Welcome the toss for ease, the gasp for air,
The visage drawn, and Hippocratic stare;
Welcome the darkening dream, the lost control,
The sleep, the swoon, the arousal of the soul!”
Sidgwick thought these lines, and indeed, the whole poem, wonderful, far finer than “St. Paul.”
Of the younger generation of the poets, four of the most noted, William Watson, W. B. Yeats, John Davidson and le Gallienne, were at one time almost weekly at our flat. Watson, whose powerful clean-shaven face always reminded me of Charles James Fox, before that inventor of irresponsible Liberalism lost his looks by dissipation, I see still sometimes. It was only last year that he and his beautiful young wife asked me to visit them at their house in the country.
The sturdy Yorkshire stock of which he came is reflected in his poems. He is accustomed to think and write upon large national and international movements, and he has a splendid gift of sonorous and epigrammatic diction. I did not share the views he expressed, but that did not prevent me from admiring the way in which he expressed them. In my mind, there was no question but that the laureateship lay between him and Kipling. But at Oxford Bridges already had a reputation as a poet while I was an undergraduate.
When Yeats first came to our house he was a shock-headed Irish boy of twenty-six, without any regard for his personal appearance. He did not care whether he had any studs in his shirt or not, and once he came in evening dress without a tie. But we knew then that he was a genius, and the world knows it now. He has a fairy-like muse, whose quill is dipped in pathos. He had then only just given up the idea of being an artist, like his father. He was an art student for three years. His poems and plays will live.

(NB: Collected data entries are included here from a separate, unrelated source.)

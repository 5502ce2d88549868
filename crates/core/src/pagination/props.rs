//! Property-based tests for pagination display and pager transitions.

use proptest::prelude::*;
use vaultdash_shared::types::PageWindow;

use super::pager::Pager;
use super::window::{can_go_next, can_go_previous, summary};

/// Strategy for server windows with a realistic page size.
fn arb_window() -> impl Strategy<Value = PageWindow> {
    (1u32..=50, 0u64..=500).prop_map(|(per_page, total_records)| PageWindow {
        page: 1,
        number_of_records_per_page: per_page,
        total_records,
        total_pages: u32::try_from(total_records.div_ceil(u64::from(per_page))).unwrap_or(0),
    })
}

/// Pager action drawn for random walks.
#[derive(Debug, Clone, Copy)]
enum Action {
    Next,
    Previous,
    Refresh,
}

fn arb_action() -> impl Strategy<Value = Action> {
    prop_oneof![Just(Action::Next), Just(Action::Previous), Just(Action::Refresh)]
}

/// Parses "Showing X to Y of Z transactions" back into numbers.
fn parse_range(text: &str) -> Option<(u64, u64, u64)> {
    let rest = text.strip_prefix("Showing ")?.strip_suffix(" transactions")?;
    let (from, rest) = rest.split_once(" to ")?;
    let (to, total) = rest.split_once(" of ")?;
    Some((from.parse().ok()?, to.parse().ok()?, total.parse().ok()?))
}

proptest! {
    #![proptest_config(ProptestConfig::with_cases(200))]

    /// The summary follows the documented formula on every page in range.
    #[test]
    fn prop_summary_matches_formula(window in arb_window(), page_seed in 0u32..1000) {
        let pages = window.total_pages.max(1);
        let page = page_seed % pages + 1;
        let text = summary(page, &window);

        match window.total_records {
            0 => prop_assert_eq!(text, "Showing 0 transactions"),
            1 => prop_assert_eq!(text, "Showing 1 transaction"),
            total => {
                let (from, to, reported) = parse_range(&text).unwrap();
                let per_page = u64::from(window.number_of_records_per_page);
                prop_assert_eq!(reported, total);
                prop_assert_eq!(from, (u64::from(page) - 1) * per_page + 1);
                prop_assert_eq!(to, (u64::from(page) * per_page).min(total));
                prop_assert!(from <= to);
                prop_assert!(to - from < per_page);
            }
        }
    }

    /// Nothing is clickable while a fetch is in flight.
    #[test]
    fn prop_in_flight_disables_both(window in arb_window(), page in 1u32..100) {
        prop_assert!(!can_go_previous(page, true));
        prop_assert!(!can_go_next(
            page,
            window.number_of_records_per_page,
            window.total_records,
            true
        ));
    }

    /// "Next" is enabled exactly when a later page exists.
    #[test]
    fn prop_next_enabled_iff_more_records(window in arb_window(), page in 1u32..100) {
        let enabled = can_go_next(
            page,
            window.number_of_records_per_page,
            window.total_records,
            false,
        );
        prop_assert_eq!(enabled, page < window.total_pages);
    }

    /// Random walks never leave the range of pages the server reported.
    #[test]
    fn prop_pager_walk_stays_in_range(
        window in arb_window(),
        actions in prop::collection::vec(arb_action(), 0..40)
    ) {
        let mut pager = Pager::new();
        pager.refresh();
        pager.settle(Some(window));

        for action in actions {
            let issued = match action {
                Action::Next => pager.next(),
                Action::Previous => pager.previous(),
                Action::Refresh => Some(pager.refresh()),
            };
            if let Some(command) = issued {
                prop_assert_eq!(command.page, pager.page());
                prop_assert!(pager.in_flight());
            }
            pager.settle(Some(PageWindow { page: pager.page(), ..window }));

            prop_assert!(pager.page() >= 1);
            prop_assert!(pager.page() <= window.total_pages.max(1));
        }
    }
}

Yeats was very naïve. I remember his complaining to me in the early days of the Irish Literary Society that it suffered under a grave disadvantage; its authors were unable to write as “nationalistically” as they would have desired, because the Irish never bought books, and the brutal Saxon would not buy them if they went too far in denouncing him. Those were not his exact words, but they give the substance of them. One might fancy that these young men and young women, falling between the devil and the deep sea, took refuge in playwriting, because the Englishman will go and see a play which is sufficiently pathetic or sufficiently funny, no matter how disloyal to himself its sentiments may be; but his purse-strings are tighter with regard to displeasing books. Yeats was always highly appreciated. When he published John Sherman it was thought that he had a career as a novelist before him, but he did not follow this up.
Another Irishman whom I may mention here is Dr. Todhunter, though he already had some silver in his beard twenty years ago, and was the doyen of our poets, and at the beginning the most considerable in his accomplishments. He had made his name with “The Black Cat” and the “Sicilian Idyll,” and belonged to an older generation.